--- Records provided Enclosed Below ---
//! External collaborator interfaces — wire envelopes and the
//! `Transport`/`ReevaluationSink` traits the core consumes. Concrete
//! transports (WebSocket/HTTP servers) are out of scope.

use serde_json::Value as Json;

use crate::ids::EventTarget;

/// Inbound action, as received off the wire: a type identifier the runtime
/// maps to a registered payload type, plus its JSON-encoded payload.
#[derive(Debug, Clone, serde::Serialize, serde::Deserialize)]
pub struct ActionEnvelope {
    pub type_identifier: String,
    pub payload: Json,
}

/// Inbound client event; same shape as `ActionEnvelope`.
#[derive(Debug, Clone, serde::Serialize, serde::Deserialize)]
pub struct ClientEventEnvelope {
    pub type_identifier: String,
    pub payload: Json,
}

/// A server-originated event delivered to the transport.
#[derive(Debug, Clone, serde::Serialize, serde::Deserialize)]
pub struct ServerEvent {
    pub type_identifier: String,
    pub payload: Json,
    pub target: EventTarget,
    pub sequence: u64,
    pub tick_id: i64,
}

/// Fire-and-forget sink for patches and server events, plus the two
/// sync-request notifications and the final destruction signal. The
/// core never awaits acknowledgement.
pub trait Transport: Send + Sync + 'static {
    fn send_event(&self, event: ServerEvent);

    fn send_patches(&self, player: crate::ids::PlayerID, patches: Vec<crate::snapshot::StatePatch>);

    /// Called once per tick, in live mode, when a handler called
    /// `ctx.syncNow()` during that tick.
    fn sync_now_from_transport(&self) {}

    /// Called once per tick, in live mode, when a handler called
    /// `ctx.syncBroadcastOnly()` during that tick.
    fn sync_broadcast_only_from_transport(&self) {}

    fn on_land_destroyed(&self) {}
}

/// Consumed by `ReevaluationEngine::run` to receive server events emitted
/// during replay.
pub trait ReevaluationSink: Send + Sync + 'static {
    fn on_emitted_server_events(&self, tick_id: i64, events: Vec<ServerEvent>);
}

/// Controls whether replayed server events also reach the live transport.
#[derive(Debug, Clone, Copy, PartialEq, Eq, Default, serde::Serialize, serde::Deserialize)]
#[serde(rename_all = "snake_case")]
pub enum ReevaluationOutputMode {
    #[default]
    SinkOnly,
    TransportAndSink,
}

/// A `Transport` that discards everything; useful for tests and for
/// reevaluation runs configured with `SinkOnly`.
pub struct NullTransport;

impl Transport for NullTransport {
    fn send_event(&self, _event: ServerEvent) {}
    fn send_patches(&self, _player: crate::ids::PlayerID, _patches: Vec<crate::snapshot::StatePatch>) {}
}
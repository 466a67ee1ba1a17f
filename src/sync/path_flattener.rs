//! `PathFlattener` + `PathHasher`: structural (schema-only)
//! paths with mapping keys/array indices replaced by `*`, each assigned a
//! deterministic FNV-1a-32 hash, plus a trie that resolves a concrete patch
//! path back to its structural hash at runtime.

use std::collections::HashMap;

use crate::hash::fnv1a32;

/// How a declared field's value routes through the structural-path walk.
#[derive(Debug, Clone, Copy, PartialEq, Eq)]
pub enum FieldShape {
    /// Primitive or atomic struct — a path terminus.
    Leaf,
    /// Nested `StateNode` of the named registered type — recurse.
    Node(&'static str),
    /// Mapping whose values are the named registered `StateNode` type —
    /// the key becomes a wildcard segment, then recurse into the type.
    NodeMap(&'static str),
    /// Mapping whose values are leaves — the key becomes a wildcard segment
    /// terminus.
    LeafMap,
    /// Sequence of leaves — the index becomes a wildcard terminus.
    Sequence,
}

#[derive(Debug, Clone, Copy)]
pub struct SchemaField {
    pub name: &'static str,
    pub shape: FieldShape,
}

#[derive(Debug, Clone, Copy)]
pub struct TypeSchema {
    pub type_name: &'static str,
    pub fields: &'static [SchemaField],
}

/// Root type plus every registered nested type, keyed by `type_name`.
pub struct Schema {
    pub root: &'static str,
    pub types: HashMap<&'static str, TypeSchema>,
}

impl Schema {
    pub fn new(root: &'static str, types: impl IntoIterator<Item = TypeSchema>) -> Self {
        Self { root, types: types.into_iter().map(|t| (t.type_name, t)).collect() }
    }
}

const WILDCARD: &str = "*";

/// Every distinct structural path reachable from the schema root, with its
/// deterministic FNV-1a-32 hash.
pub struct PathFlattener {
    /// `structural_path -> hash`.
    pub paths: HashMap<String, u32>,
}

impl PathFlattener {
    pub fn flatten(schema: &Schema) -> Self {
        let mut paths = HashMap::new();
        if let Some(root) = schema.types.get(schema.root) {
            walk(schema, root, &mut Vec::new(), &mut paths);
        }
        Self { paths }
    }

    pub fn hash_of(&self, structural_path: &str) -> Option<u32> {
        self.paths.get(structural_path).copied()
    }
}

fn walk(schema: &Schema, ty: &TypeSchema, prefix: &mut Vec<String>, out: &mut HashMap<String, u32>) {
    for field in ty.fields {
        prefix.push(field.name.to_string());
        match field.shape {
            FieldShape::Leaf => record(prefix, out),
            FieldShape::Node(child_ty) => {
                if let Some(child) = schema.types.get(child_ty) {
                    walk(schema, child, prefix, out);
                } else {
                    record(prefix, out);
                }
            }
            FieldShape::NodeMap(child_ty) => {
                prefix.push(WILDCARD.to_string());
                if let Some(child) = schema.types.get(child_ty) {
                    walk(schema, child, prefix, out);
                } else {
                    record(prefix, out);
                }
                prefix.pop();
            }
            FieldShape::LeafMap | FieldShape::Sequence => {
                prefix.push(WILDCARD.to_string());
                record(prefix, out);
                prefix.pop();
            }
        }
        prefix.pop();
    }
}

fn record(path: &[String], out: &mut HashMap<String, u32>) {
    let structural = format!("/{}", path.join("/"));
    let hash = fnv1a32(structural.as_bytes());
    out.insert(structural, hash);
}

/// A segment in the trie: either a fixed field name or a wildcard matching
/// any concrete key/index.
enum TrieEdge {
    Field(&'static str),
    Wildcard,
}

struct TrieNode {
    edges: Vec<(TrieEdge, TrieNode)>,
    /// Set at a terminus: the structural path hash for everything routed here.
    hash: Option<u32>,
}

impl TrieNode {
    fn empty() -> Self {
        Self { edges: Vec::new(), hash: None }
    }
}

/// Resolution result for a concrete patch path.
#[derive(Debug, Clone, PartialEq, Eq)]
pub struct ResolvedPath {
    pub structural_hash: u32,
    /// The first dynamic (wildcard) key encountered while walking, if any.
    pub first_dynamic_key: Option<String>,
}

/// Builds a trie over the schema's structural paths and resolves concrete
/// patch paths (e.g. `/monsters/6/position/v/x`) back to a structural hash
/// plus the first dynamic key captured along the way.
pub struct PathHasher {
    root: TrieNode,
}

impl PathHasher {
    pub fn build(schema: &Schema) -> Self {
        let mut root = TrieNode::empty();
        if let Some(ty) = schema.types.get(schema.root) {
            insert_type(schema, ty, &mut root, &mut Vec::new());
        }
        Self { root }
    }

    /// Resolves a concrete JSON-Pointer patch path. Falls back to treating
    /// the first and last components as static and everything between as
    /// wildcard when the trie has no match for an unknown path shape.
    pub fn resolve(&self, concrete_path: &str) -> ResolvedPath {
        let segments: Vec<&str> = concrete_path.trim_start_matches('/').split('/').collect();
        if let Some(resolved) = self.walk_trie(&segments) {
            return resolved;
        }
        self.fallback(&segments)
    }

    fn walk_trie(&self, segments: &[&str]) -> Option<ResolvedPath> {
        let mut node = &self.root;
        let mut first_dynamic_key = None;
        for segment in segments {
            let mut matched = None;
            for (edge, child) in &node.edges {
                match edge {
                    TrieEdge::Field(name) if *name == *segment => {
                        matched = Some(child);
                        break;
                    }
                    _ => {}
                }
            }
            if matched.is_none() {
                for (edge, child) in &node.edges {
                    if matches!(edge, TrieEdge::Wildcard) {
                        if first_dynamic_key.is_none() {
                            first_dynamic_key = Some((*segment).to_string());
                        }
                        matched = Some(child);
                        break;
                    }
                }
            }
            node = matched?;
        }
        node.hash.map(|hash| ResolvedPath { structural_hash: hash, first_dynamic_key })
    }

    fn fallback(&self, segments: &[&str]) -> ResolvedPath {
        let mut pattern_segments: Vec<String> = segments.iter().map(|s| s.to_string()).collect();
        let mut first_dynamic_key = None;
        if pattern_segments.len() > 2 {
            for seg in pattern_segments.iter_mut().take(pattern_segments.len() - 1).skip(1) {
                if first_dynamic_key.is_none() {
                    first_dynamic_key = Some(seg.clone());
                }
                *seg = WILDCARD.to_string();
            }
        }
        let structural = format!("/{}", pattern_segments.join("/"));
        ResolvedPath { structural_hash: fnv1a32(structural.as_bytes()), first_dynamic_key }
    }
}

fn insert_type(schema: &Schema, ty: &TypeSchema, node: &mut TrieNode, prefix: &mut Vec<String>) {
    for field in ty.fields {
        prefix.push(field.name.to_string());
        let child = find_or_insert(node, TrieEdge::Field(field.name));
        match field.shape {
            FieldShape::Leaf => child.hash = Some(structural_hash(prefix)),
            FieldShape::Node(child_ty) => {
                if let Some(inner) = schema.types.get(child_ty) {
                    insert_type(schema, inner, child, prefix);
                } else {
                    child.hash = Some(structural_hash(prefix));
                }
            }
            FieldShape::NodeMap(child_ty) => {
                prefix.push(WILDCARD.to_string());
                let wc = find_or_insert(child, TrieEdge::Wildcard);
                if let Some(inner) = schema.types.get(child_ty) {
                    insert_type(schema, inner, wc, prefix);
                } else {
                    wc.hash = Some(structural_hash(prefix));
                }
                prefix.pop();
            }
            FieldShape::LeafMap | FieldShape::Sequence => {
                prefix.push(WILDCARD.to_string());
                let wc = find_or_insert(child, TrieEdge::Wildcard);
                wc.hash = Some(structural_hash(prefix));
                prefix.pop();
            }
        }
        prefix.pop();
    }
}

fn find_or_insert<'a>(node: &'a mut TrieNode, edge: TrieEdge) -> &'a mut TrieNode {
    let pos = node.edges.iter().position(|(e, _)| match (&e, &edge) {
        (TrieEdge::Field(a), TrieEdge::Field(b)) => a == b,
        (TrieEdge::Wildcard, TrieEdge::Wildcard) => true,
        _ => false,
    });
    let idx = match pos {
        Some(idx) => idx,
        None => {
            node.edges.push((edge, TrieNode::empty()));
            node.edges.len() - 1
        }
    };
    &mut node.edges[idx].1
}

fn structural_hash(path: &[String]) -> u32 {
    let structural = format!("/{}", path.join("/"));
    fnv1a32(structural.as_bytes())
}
--- End of Enclosed Records provided ---
**Assigned task**
Among the lines above, find those with the word "that". Copy them.

**Result of this task**
    /// `ctx.syncNow()` during that tick.
    /// `ctx.syncBroadcastOnly()` during that tick.
/// A `Transport` that discards everything; useful for tests and for
//! deterministic FNV-1a-32 hash, plus a trie that resolves a concrete patch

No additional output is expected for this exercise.